Je ne cesse de lire, d'entendre dire partout que la plupart des gens sont des imbéciles, des lâches ou des hypocrites qui désapprouvent notre monde à grand bruit pour se donner l'illusion de briller mais qui se complaisent dans la passivité, la soumission et l'inconscience profonde de la gravité de la situation.


Casse des services publics (école, hôpital, justice, police...), destruction de l'environnement, fracture sociale, haines communautaires et anti-communautaires...


En fait, j'aimerais proposer de prendre un peu de recul en allant vers l'idée de convergence des luttes, non comme cri de ralliement d'une partie de la gauche, mais bien comme fait observable de cette majorité de notre espèce en lutte pour survivre contre un système qui permet à une minorité variable de dominer et opprimer la majorité. (les vieux sur les jeunes, les hommes sur les femmes, les beaux sur les laids, les blancs sur les noirs, le nord sur le sud...).

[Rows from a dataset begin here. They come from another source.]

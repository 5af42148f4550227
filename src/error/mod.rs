use thiserror::Error;

pub type Result<T> = std::result::Result<T, Error>;

#[derive(Error, Debug)]
pub enum Error {
    #[error("pipeline error: {context}")]
    Pipeline { context: &'static str },

    #[error("stage `{stage}` failed: {source}")]
    Stage {
        stage: &'static str,
        #[source]
        source: Box<Error>,
    },

    #[error("stage `{stage}` gave up after {attempts} attempts: {source}")]
    RetryExhausted {
        stage: &'static str,
        attempts: u32,
        #[source]
        source: Box<Error>,
    },

    #[error("no tokio runtime available to spawn pipeline tasks")]
    NoRuntime,
}

impl Error {
    pub fn pipeline(context: &'static str) -> Self {
        Self::Pipeline { context }
    }

    pub fn stage_source(stage: &'static str, source: Error) -> Self {
        Self::Stage {
            stage,
            source: Box::new(source),
        }
    }

    pub fn retry_exhausted(stage: &'static str, attempts: u32, source: Error) -> Self {
        Self::RetryExhausted {
            stage,
            attempts,
            source: Box::new(source),
        }
    }
}
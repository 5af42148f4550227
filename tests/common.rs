#![allow(dead_code)]

use std::sync::atomic::{AtomicUsize, Ordering};
use std::sync::Arc;
use std::time::Duration;

use stagepipe::pipeline::send::{send_or_cancel, Delivery};
use stagepipe::pipeline::stage::{stage_fn, Sequence, Stage};
use tokio::sync::mpsc;

/// Already-closed sequence holding `items`.
pub fn seq<T: Send + 'static>(items: Vec<T>) -> Sequence<T> {
    let (tx, rx) = mpsc::channel(items.len().max(1));
    for item in items {
        tx.try_send(item).expect("channel sized for all items");
    }
    rx
}

pub async fn collect<T>(mut seq: Sequence<T>) -> Vec<T> {
    let mut out = Vec::new();
    while let Some(v) = seq.recv().await {
        out.push(v);
    }
    out
}

/// Collects the rest of `seq`, failing the test if it does not close in time.
pub async fn collect_within<T>(seq: Sequence<T>, within: Duration) -> Vec<T> {
    tokio::time::timeout(within, collect(seq))
        .await
        .expect("sequence did not close in time")
}

/// Counts tasks spawned by [`tracked`] stages that are still alive.
#[derive(Clone, Default)]
pub struct LiveTasks(Arc<AtomicUsize>);

pub struct TaskGuard(Arc<AtomicUsize>);

impl Drop for TaskGuard {
    fn drop(&mut self) {
        self.0.fetch_sub(1, Ordering::SeqCst);
    }
}

impl LiveTasks {
    pub fn guard(&self) -> TaskGuard {
        self.0.fetch_add(1, Ordering::SeqCst);
        TaskGuard(self.0.clone())
    }

    pub fn count(&self) -> usize {
        self.0.load(Ordering::SeqCst)
    }

    pub async fn wait_idle(&self, within: Duration) -> bool {
        let idle = async {
            while self.count() > 0 {
                tokio::time::sleep(Duration::from_millis(1)).await;
            }
        };
        tokio::time::timeout(within, idle).await.is_ok()
    }
}

/// Pass-through stage whose task is counted by `live`.
pub fn tracked<T: Send + 'static>(live: &LiveTasks, name: &'static str) -> impl Stage<T, T> {
    let live = live.clone();
    stage_fn(name, move |mut input: Sequence<T>, cx| {
        let (output, rx) = cx.channel(name);
        let cancel = cx.cancel().clone();
        let guard = live.guard();

        cx.spawn(name, async move {
            let _guard = guard;
            loop {
                tokio::select! {
                    biased;
                    _ = cancel.cancelled() => break,
                    msg = input.recv() => {
                        let Some(v) = msg else { break; };
                        if send_or_cancel(&output, v, &cancel).await != Delivery::Sent {
                            break;
                        }
                    }
                }
            }
        });

        rx
    })
}
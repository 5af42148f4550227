use std::future::{ready, Future};

use futures::stream::{FuturesOrdered, StreamExt};

use crate::pipeline::send::{send_or_cancel, Delivery};
use crate::pipeline::stage::{Sequence, Stage, StageContext};

/// What one unit of stage work produced.
pub(crate) enum Step<O> {
    Emit(O),
    Skip,
    /// Emit the value, if any, then close the stage's output.
    Finish(Option<O>),
}

/// Spawns the task behind a per-item stage.
///
/// Up to `concurrency_for(stage)` calls of `f` are in flight at once inside
/// the single stage task; results are emitted in input order.
pub(crate) fn spawn_ordered<I, O, F, Fut>(
    cx: &StageContext,
    stage: &'static str,
    mut input: Sequence<I>,
    mut f: F,
) -> Sequence<O>
where
    I: Send + 'static,
    O: Send + 'static,
    F: FnMut(I) -> Fut + Send + 'static,
    Fut: Future<Output = Step<O>> + Send + 'static,
{
    let (output, rx) = cx.channel::<O>(stage);
    let workers = cx.concurrency_for(stage);
    let cancel = cx.cancel().clone();

    cx.spawn(stage, async move {
        let mut in_flight = FuturesOrdered::new();
        let mut exhausted = false;

        loop {
            if exhausted && in_flight.is_empty() {
                break;
            }

            tokio::select! {
                biased;
                _ = cancel.cancelled() => {
                    #[cfg(feature = "tracing")]
                    tracing::event!(
                        tracing::Level::DEBUG,
                        event = "stagepipe.cancelled",
                        stage = stage,
                        where_ = "recv",
                        "stagepipe.cancelled"
                    );
                    break;
                }
                Some(step) = in_flight.next(), if !in_flight.is_empty() => {
                    let (value, last) = match step {
                        Step::Emit(v) => (Some(v), false),
                        Step::Skip => (None, false),
                        Step::Finish(v) => (v, true),
                    };

                    if let Some(v) = value {
                        match send_or_cancel(&output, v, &cancel).await {
                            Delivery::Sent => {}
                            Delivery::Cancelled => {
                                #[cfg(feature = "tracing")]
                                tracing::event!(
                                    tracing::Level::DEBUG,
                                    event = "stagepipe.cancelled",
                                    stage = stage,
                                    where_ = "send",
                                    "stagepipe.cancelled"
                                );
                                break;
                            }
                            Delivery::Closed => {
                                #[cfg(feature = "tracing")]
                                tracing::event!(
                                    tracing::Level::INFO,
                                    event = "stagepipe.downstream.closed",
                                    stage = stage,
                                    "stagepipe.downstream.closed"
                                );
                                break;
                            }
                        }
                    }
                    if last {
                        break;
                    }
                }
                msg = input.recv(), if !exhausted && in_flight.len() < workers => {
                    match msg {
                        Some(item) => in_flight.push_back(f(item)),
                        None => exhausted = true,
                    }
                }
            }
        }
    });

    rx
}

/// map: I -> N
pub struct MapStage<F> {
    stage: &'static str,
    f: F,
}

impl<F> MapStage<F> {
    pub fn new(stage: &'static str, f: F) -> Self {
        Self { stage, f }
    }
}

impl<I, N, F> Stage<I, N> for MapStage<F>
where
    I: Send + 'static,
    N: Send + 'static,
    F: FnMut(I) -> N + Send + 'static,
{
    fn stage_name(&self) -> &'static str {
        self.stage
    }

    fn apply(self: Box<Self>, input: Sequence<I>, cx: &StageContext) -> Sequence<N> {
        let Self { stage, mut f } = *self;
        spawn_ordered(cx, stage, input, move |item| ready(Step::Emit(f(item))))
    }
}

pub struct FilterStage<P> {
    stage: &'static str,
    pred: P,
}

impl<P> FilterStage<P> {
    pub fn new(stage: &'static str, pred: P) -> Self {
        Self { stage, pred }
    }
}

impl<T, P> Stage<T, T> for FilterStage<P>
where
    T: Send + 'static,
    P: FnMut(&T) -> bool + Send + 'static,
{
    fn stage_name(&self) -> &'static str {
        self.stage
    }

    fn apply(self: Box<Self>, input: Sequence<T>, cx: &StageContext) -> Sequence<T> {
        let Self { stage, mut pred } = *self;
        spawn_ordered(cx, stage, input, move |item| {
            ready(if pred(&item) {
                Step::Emit(item)
            } else {
                Step::Skip
            })
        })
    }
}

pub struct InspectStage<F> {
    stage: &'static str,
    f: F,
}

impl<F> InspectStage<F> {
    pub fn new(stage: &'static str, f: F) -> Self {
        Self { stage, f }
    }
}

impl<T, F> Stage<T, T> for InspectStage<F>
where
    T: Send + 'static,
    F: FnMut(&T) + Send + 'static,
{
    fn stage_name(&self) -> &'static str {
        self.stage
    }

    fn apply(self: Box<Self>, input: Sequence<T>, cx: &StageContext) -> Sequence<T> {
        let Self { stage, mut f } = *self;
        spawn_ordered(cx, stage, input, move |item| {
            f(&item);
            ready(Step::Emit(item))
        })
    }
}

/// Forwards every item unchanged.
pub struct Identity;

impl<T: Send + 'static> Stage<T, T> for Identity {
    fn stage_name(&self) -> &'static str {
        "identity"
    }

    fn apply(self: Box<Self>, input: Sequence<T>, cx: &StageContext) -> Sequence<T> {
        spawn_ordered(cx, "identity", input, |item| ready(Step::Emit(item)))
    }
}

pub fn map<I, N, F>(stage: &'static str, f: F) -> MapStage<F>
where
    F: FnMut(I) -> N + Send + 'static,
{
    MapStage::new(stage, f)
}

pub fn filter<T, P>(stage: &'static str, pred: P) -> FilterStage<P>
where
    P: FnMut(&T) -> bool + Send + 'static,
{
    FilterStage::new(stage, pred)
}

pub fn inspect<T, F>(stage: &'static str, f: F) -> InspectStage<F>
where
    F: FnMut(&T) + Send + 'static,
{
    InspectStage::new(stage, f)
}
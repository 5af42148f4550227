use std::sync::atomic::{AtomicBool, Ordering};
use std::sync::Arc;
use std::time::Duration;

use tokio::sync::Notify;
use tokio::time::Instant;

/// Level-triggered cancellation flag shared by a pipeline run.
///
/// Once [`cancel`](Self::cancel) is called the token stays cancelled; every
/// current and future [`cancelled`](Self::cancelled) future resolves.
#[derive(Clone, Default, Debug)]
pub struct CancelToken {
    cancelled: Arc<AtomicBool>,
    notify: Arc<Notify>,
}

impl CancelToken {
    pub fn new() -> Self {
        Self::default()
    }

    pub fn cancel(&self) {
        self.cancelled.store(true, Ordering::SeqCst);
        self.notify.notify_waiters();
    }

    pub fn is_cancelled(&self) -> bool {
        self.cancelled.load(Ordering::SeqCst)
    }

    /// Resolves once the token is cancelled.
    ///
    /// Cancel safe: dropping the future before it resolves has no effect.
    pub async fn cancelled(&self) {
        let notified = self.notify.notified();
        tokio::pin!(notified);
        // Register before reading the flag so a concurrent `cancel` can't
        // slip between the check and the wait.
        notified.as_mut().enable();
        if self.is_cancelled() {
            return;
        }
        notified.await;
    }

    /// Cancels the token `timeout` after this call, unless it was cancelled
    /// earlier. Must be called from within a Tokio runtime.
    pub fn cancel_after(&self, timeout: Duration) {
        // Fixed now: the timer task may not be polled for a while.
        let deadline = Instant::now() + timeout;
        let token = self.clone();
        tokio::spawn(async move {
            tokio::select! {
                _ = token.cancelled() => {}
                _ = tokio::time::sleep_until(deadline) => token.cancel(),
            }
        });
    }
}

En pleine période de fascisation de l'Europe des années 1920, Gramsci a développé une théorie personnelle qui résonne aujourd'hui profondément en moi : on ne gagne pas une guerre idéologique par les armes, mais par les esprits.


Aujourd'hui, parce qu'on vit tous sous pression, soit on se radicalise, soit on se résigne pour se concentrer sur sa survie, mais ne demeure que la violence qu'on subit ou par laquelle on réagit.Ce que Gramsci développe, c'est qu'une idéologie ne s'impose pas par la force. Un esprit ne rompt pas face à la violence : il plie jusqu'à pouvoir se redresser dès que la violence perd en hégémonie. En revanche, l'esprit plie et rompt devant une hégémonie intellectuelle, culturelle et spirituelle, parce que l'animal social que nous sommes a besoin de faire partie d'un groupe, et de préférence du groupe le plus nombreux, le plus puissant, qui saura le protéger, et parce que nos esprits sont donc faibles en capacité de révolte, quand l'enjeu se présente en termes de rapports de force.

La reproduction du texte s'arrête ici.